Thursday, April 2, 1998

cash grab


ARTS AND ENTERTAINMENT
 

Shin-kicking Canuck rock proves it thrives in international setting



By Jamie Lynn
Gazette Staff

For most Canadian bands, when some form of initial success finally arrives, it usually is from a domestic audience.

Without the aid of our extensive Can-con broadcasting regulations, recognition beyond Canada's borders has always proven to be a daunting task. For Montreal's ZeCurley, international acclaim seemed to come without much difficulty at all, but what makes their success particularly staggering is that ZeCurley has sold the majority of their records in Korea.

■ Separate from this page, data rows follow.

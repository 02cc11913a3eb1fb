mod report;

use std::path::PathBuf;

use clap::{Parser, Subcommand};
use comfy_table::Table;
use cradle_system::{CpuCount, MemorySize};
use cradle_vm::{
    ConfigError, Context, ContextError, DEFAULT_CPUS, DEFAULT_DISK_SIZE_GIB, DEFAULT_MEMORY_MIB,
    DEFAULT_USERNAME, Events, InitError, InitOptions, MachineConfig, StartError, StartOptions,
    TimezonePolicy,
};
use reqwest::Url;
use thiserror::Error;
use tracing::{info, warn};

pub use crate::report::{REPORT_TIMEOUT, forward_events};

#[derive(Parser, Debug)]
#[command(name = "cradle", version, about = "Run a lightweight Linux VM")]
pub struct Cli {
    #[command(subcommand)]
    pub command: Command,

    #[arg(long = "log", global = true, default_value = "info")]
    pub log: String,

    /// Endpoint pinged with `?stage=&name=&value=` as the machine moves through its lifecycle.
    #[arg(long = "report-url", global = true, env = "CRADLE_REPORT_URL")]
    pub report_url: Option<Url>,
}

#[derive(Subcommand, Debug)]
pub enum Command {
    /// Create a machine, or bring an existing one up to date
    Init {
        name: String,

        /// Compressed boot image (.zst, .xz or raw)
        #[arg(long = "boot")]
        boot_image: Option<PathBuf>,

        #[arg(long = "boot-version")]
        boot_version: String,

        #[arg(long = "data-version")]
        data_version: String,

        #[arg(long = "cpus", default_value_t = DEFAULT_CPUS)]
        cpus: u16,

        /// Memory in MiB
        #[arg(long = "memory", default_value_t = DEFAULT_MEMORY_MIB)]
        memory: u64,

        /// Data disk size in GiB
        #[arg(long = "disk-size", default_value_t = DEFAULT_DISK_SIZE_GIB)]
        disk_size_gib: u64,

        /// SOURCE:TARGET[:ro|:rw], repeatable
        #[arg(long = "volume", short = 'v')]
        volumes: Vec<String>,

        #[arg(long = "username", default_value = DEFAULT_USERNAME)]
        username: String,

        /// Guest timezone. Defaults to the host's; `none` leaves the guest untouched.
        #[arg(long = "timezone")]
        timezone: Option<String>,
    },
    /// Boot a machine and keep it running until it stops
    Start {
        name: String,

        /// Stop when this process exits. Defaults to the parent process.
        #[arg(long = "parent-pid")]
        parent_pid: Option<u32>,

        #[arg(long = "no-parent-watch", conflicts_with = "parent_pid")]
        no_parent_watch: bool,
    },
    /// Print a machine's hypervisor state
    State { name: String },
    /// List machines
    List,
}

#[derive(Error, Debug)]
pub enum AppError {
    #[error(transparent)]
    Context(#[from] ContextError),

    #[error(transparent)]
    Config(#[from] ConfigError),

    #[error(transparent)]
    Init(#[from] InitError),

    #[error(transparent)]
    Start(#[from] StartError),
}

pub async fn run(cli: Cli) -> Result<(), AppError> {
    let Cli {
        command,
        log: _,
        report_url,
    } = cli;

    let ctx = Context::from_env()?;
    let (ctx, forwarder) = match report_url {
        Some(url) => {
            let (events, rx) = Events::channel();
            (ctx.with_events(events), Some(forward_events(url, rx)))
        }
        None => (ctx, None),
    };

    let result = match command {
        Command::Init {
            name,
            boot_image,
            boot_version,
            data_version,
            cpus,
            memory,
            disk_size_gib,
            volumes,
            username,
            timezone,
        } => {
            let mut options = InitOptions::new(name);
            options.boot_image = boot_image;
            options.boot_version = boot_version;
            options.data_version = data_version;
            options.cpus = CpuCount::new(cpus);
            options.memory = MemorySize::from_mib(memory);
            options.disk_size_gib = disk_size_gib;
            options.volumes = volumes;
            options.username = username;
            options.timezone = timezone_policy(timezone);
            options.listen_for_signals = true;
            cmd_init(&ctx, options).await
        }
        Command::Start {
            name,
            parent_pid,
            no_parent_watch,
        } => {
            let mut options = StartOptions::default();
            if no_parent_watch {
                options.parent_pid = None;
            } else if let Some(pid) = parent_pid {
                options.parent_pid = Some(pid);
            }
            cradle_vm::start(&ctx, &name, options).await.map_err(AppError::from)
        }
        Command::State { name } => cmd_state(&ctx, &name).await,
        Command::List => cmd_list(&ctx).await,
    };

    // closes the event channel so the forwarder can drain
    drop(ctx);
    if let Some(forwarder) = forwarder {
        if tokio::time::timeout(REPORT_TIMEOUT, forwarder).await.is_err() {
            warn!("Gave up waiting for event reports");
        }
    }

    result
}

fn timezone_policy(timezone: Option<String>) -> TimezonePolicy {
    match timezone.as_deref() {
        None => TimezonePolicy::Host,
        Some("none") => TimezonePolicy::Skip,
        Some(zone) => TimezonePolicy::Zone(zone.to_string()),
    }
}

async fn cmd_init(ctx: &Context, options: InitOptions) -> Result<(), AppError> {
    let config = cradle_vm::init(ctx, options).await?;
    info!(
        name = %config.name,
        path = ?config.path(),
        ssh_port = config.ssh.port,
        "Machine ready to start"
    );
    Ok(())
}

async fn cmd_state(ctx: &Context, name: &str) -> Result<(), AppError> {
    let state = cradle_vm::state(ctx, name).await?;
    println!("{state}");
    Ok(())
}

async fn cmd_list(ctx: &Context) -> Result<(), AppError> {
    let machines = cradle_vm::list(ctx).await?;
    println!("{}", machines_table(machines.values()));
    Ok(())
}

fn machines_table<'a>(machines: impl Iterator<Item = &'a MachineConfig>) -> Table {
    let mut table = Table::new();
    table
        .load_preset(comfy_table::presets::UTF8_FULL)
        .apply_modifier(comfy_table::modifiers::UTF8_ROUND_CORNERS)
        .set_content_arrangement(comfy_table::ContentArrangement::Dynamic)
        .set_header(vec![
            "name", "provider", "cpus", "memory", "boot", "data", "ssh port", "last up",
        ]);

    for config in machines {
        let last_up = config
            .last_up
            .map(|at| at.to_rfc3339_opts(chrono::SecondsFormat::Secs, true))
            .unwrap_or_else(|| "never".to_string());
        table.add_row(vec![
            config.name.clone(),
            config.provider.to_string(),
            config.resources.cpus.to_string(),
            config.resources.memory.to_string(),
            config.bootable.version.clone(),
            config.data_disk.version.clone(),
            config.ssh.port.to_string(),
            last_up,
        ]);
    }

    table
}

After graduating from McGill University, lead singer and principle songwriter Sean McCurley was offered a job teaching English in South Korea. While he was a musician first and foremost, he thought Korea would be an interesting place to both "make cash money and find inspiration for [his] songwriting." Travelling there with his current bass player, Mike Jack, McCurley hooked up with a local drummer once he arrived.

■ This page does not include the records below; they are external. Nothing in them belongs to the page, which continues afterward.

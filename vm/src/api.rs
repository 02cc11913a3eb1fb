use axum::extract::State;
use axum::http::StatusCode;
use axum::routing::{get, post};
use axum::{Json, Router};
use cradle_fs::{self as fs, FsError};
use serde::{Deserialize, Serialize};
use std::future::IntoFuture;
use std::path::PathBuf;
use std::sync::Arc;
use std::time::Duration;
use thiserror::Error;
use tokio::net::UnixListener;
use tokio_util::sync::CancellationToken;
use tracing::{debug, info, warn};

use crate::config::MachineConfig;
use crate::context::Context;
use crate::provider::{Provider, VmState};
use crate::shell::{ShellTarget, run_privileged};

/// How long in-flight requests get to finish once the API is asked to stop.
pub const API_SHUTDOWN_GRACE: Duration = Duration::from_secs(1);

#[derive(Error, Debug)]
pub enum ApiError {
    #[error(transparent)]
    Fs(#[from] FsError),

    #[error("failed to bind control API at '{path}'")]
    Bind {
        path: PathBuf,
        #[source]
        source: std::io::Error,
    },

    #[error("control API server failed")]
    Serve(#[source] std::io::Error),
}

#[derive(Debug, Clone, PartialEq, Eq, Serialize, Deserialize)]
pub struct MachineInfo {
    pub name: String,
    pub provider: Provider,
    pub ssh_port: u16,
    pub state: VmState,
}

#[derive(Debug)]
struct ApiState {
    ctx: Context,
    config: MachineConfig,
}

fn router(state: Arc<ApiState>) -> Router {
    Router::new()
        .route("/_ping", get(ping))
        .route("/info", get(info))
        .route("/power-off", post(power_off))
        .with_state(state)
}

async fn ping() -> &'static str {
    "OK"
}

async fn info(State(state): State<Arc<ApiState>>) -> Json<MachineInfo> {
    let config = &state.config;
    Json(MachineInfo {
        name: config.name.clone(),
        provider: config.provider,
        ssh_port: config.ssh.port,
        state: config.provider.state(config).await,
    })
}

/// Stop the guest's containers, flush its disks and power it off, in the background.
async fn power_off(State(state): State<Arc<ApiState>>) -> StatusCode {
    let shell = state.ctx.shell().clone();
    let target = ShellTarget::for_machine(&state.config);
    tokio::spawn(async move {
        let stop_all = ["stop".to_string(), "--all".to_string()];
        if let Err(error) = shell.run_checked(&target, "podman", &stop_all).await {
            warn!(%error, "Failed to stop guest containers");
        }
        for command in ["sync", "poweroff"] {
            if let Err(error) = run_privileged(shell.as_ref(), &target, command, &[]).await {
                warn!(%error, command, "Guest power-off step failed");
            }
        }
        info!("Guest power-off requested");
    });
    StatusCode::ACCEPTED
}

/// Serve the control API on the machine's unix socket until `cancel` fires.
///
/// Once cancelled the server stops accepting and in-flight requests get `grace` to
/// finish before the connections are dropped.
#[tracing::instrument(skip_all, fields(name = %config.name))]
pub async fn serve_api(
    ctx: Context,
    config: MachineConfig,
    cancel: CancellationToken,
    grace: Duration,
) -> Result<(), ApiError> {
    let socket = config.api_socket();
    fs::remove_file_if_exists(&socket).await?;
    let listener = UnixListener::bind(&socket).map_err(|source| ApiError::Bind {
        path: socket.clone(),
        source,
    })?;
    info!(socket = %socket.display(), "Control API listening");

    let app = router(Arc::new(ApiState { ctx, config }));
    let server = axum::serve(listener, app)
        .with_graceful_shutdown(cancel.clone().cancelled_owned())
        .into_future();
    tokio::pin!(server);

    let forced = async {
        cancel.cancelled().await;
        tokio::time::sleep(grace).await;
    };
    let result = tokio::select! {
        result = &mut server => result.map_err(ApiError::Serve),
        _ = forced => {
            warn!(?grace, "Control API did not drain in time, closing connections");
            Ok(())
        }
    };

    if let Err(error) = fs::remove_file_if_exists(&socket).await {
        warn!(%error, "Failed to remove control API socket");
    }
    debug!("Control API stopped");
    result
}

When deciding what to name the band, McCurley recalled a story from his days in Canada. "I had been quietly dating this French girl who had always referred to me as 'Ze Curley' and one night when our secret romance was exposed, I went nuts and started kicking one of my friends in the shins. Mike [Jack] thought that relationship suited the band's vibe, so it stuck."

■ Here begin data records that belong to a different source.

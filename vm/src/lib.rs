mod api;
mod clock;
mod config;
mod context;
mod decompress;
mod events;
mod http;
mod ignition;
mod init;
mod mount;
mod network;
mod paths;
mod ports;
mod process;
mod provider;
mod rollback;
mod scope;
mod shell;
mod signals;
mod start;
mod wait;
mod watchdog;

pub use crate::api::{API_SHUTDOWN_GRACE, ApiError, MachineInfo, serve_api};
pub use crate::clock::{ClockPolicy, detect_jump, resync_on_wake, sync_guest_clock};
pub use crate::config::{
    ConfigError, ConfigStore, Disk, ForwardSocket, GUEST_API_SOCKET, HypervisorConfig,
    IgnitionConfig, MachineConfig, MachineDirs, NetworkConfig, NewMachine, Processes, Resources,
    SshConfig, is_valid_name, validate_name,
};
pub use crate::context::{Context, ContextError};
pub use crate::decompress::{CommandDecompressor, Compression, Decompress, DecompressError};
pub use crate::events::{Events, Stage, VmEvent};
pub use crate::http::{HTTP_REQUEST_TIMEOUT, HttpError, UnixHttpResponse};
pub use crate::ignition::{
    IGNITION_GUEST_DIR, IGNITION_TAG, IgnitionError, IgnitionRequest, MACHINE_TYPE_FILE,
    TimezonePolicy,
};
pub use crate::init::{
    DEFAULT_CPUS, DEFAULT_DISK_SIZE_GIB, DEFAULT_MEMORY_MIB, DEFAULT_USERNAME, InitError,
    InitOptions, init,
};
pub use crate::mount::{MOUNT_TAG_LEN, MountError, MountSpec, MountType, mount_tag, parse_volumes};
pub use crate::network::{GvproxyCommand, NetworkError, TRANSPORT_WAIT, start_network};
pub use crate::paths::{ExecutablePaths, Workspace};
pub use crate::ports::{DEFAULT_SSH_PORT, MAX_PORT_ATTEMPTS, PortAllocator, PortError, is_available};
pub use crate::process::{ProcessError, ProcessExit, ProcessHandle, ProcessSupervisor, is_process_alive};
pub use crate::provider::{GUEST_MAC, Provider, ProviderError, VmState};
pub use crate::rollback::{RollbackAction, RollbackError, RollbackLedger};
pub use crate::scope::Scope;
pub use crate::shell::{RemoteOutput, RemoteShell, ShellError, ShellTarget, SshShell, run_privileged};
pub use crate::signals::{Signal, SignalError};
pub use crate::start::{StartError, StartOptions, start};
pub use crate::wait::{RetryPolicy, WaitError, poll_until, wait_for_path};
pub use crate::watchdog::{PARENT_POLL_INTERVAL, watch_parent};

/// Hypervisor state of machine `name`, `Stopped` if it has never been started.
pub async fn state(ctx: &Context, name: &str) -> Result<VmState, ConfigError> {
    let store = ConfigStore::open(ctx.workspace(), ctx.provider()).await?;
    let config = store.load(name).await?;
    Ok(config.provider.state(&config).await)
}

/// Every machine of the current provider, by name.
pub async fn list(
    ctx: &Context,
) -> Result<std::collections::BTreeMap<String, MachineConfig>, ConfigError> {
    ConfigStore::open(ctx.workspace(), ctx.provider()).await?.list_all().await
}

While the Korean music scene is a particularly tough one to break into, ZeCurley seemed to do best through word of mouth. "We started playing in some local bars which are usually restricted for karoke," explains McCurley. "Then we built up this following, which I'm not entirely sure was because of our music. I mean, I'm six-foot-five with bleached blonde hair and Mike [Jack] looks a bit like Arnold Schwarzenegger from the Terminator. People seemed genuinely fascinated by us."

Within months, ZeCurley began to work on their debut record with famed Korean producer Jon Kim. The record, entitled Burning Birds, proved to be one of Asia's best-selling rock records, staying in the Top-100 for over seven months. Many had claimed the anti-communism themes which were woven throughout the record would destroy its commercial potential, but singles like "Pull it Trigger" and "Personal Weather System" proved to be Top-10 singles.

"The people here have been great," claims McCurley. "But we're really excited about bringing the music back home. We're releasing the album independently in Canada this summer and we hope to be back for some touring in the fall. I really miss Canada sometimes."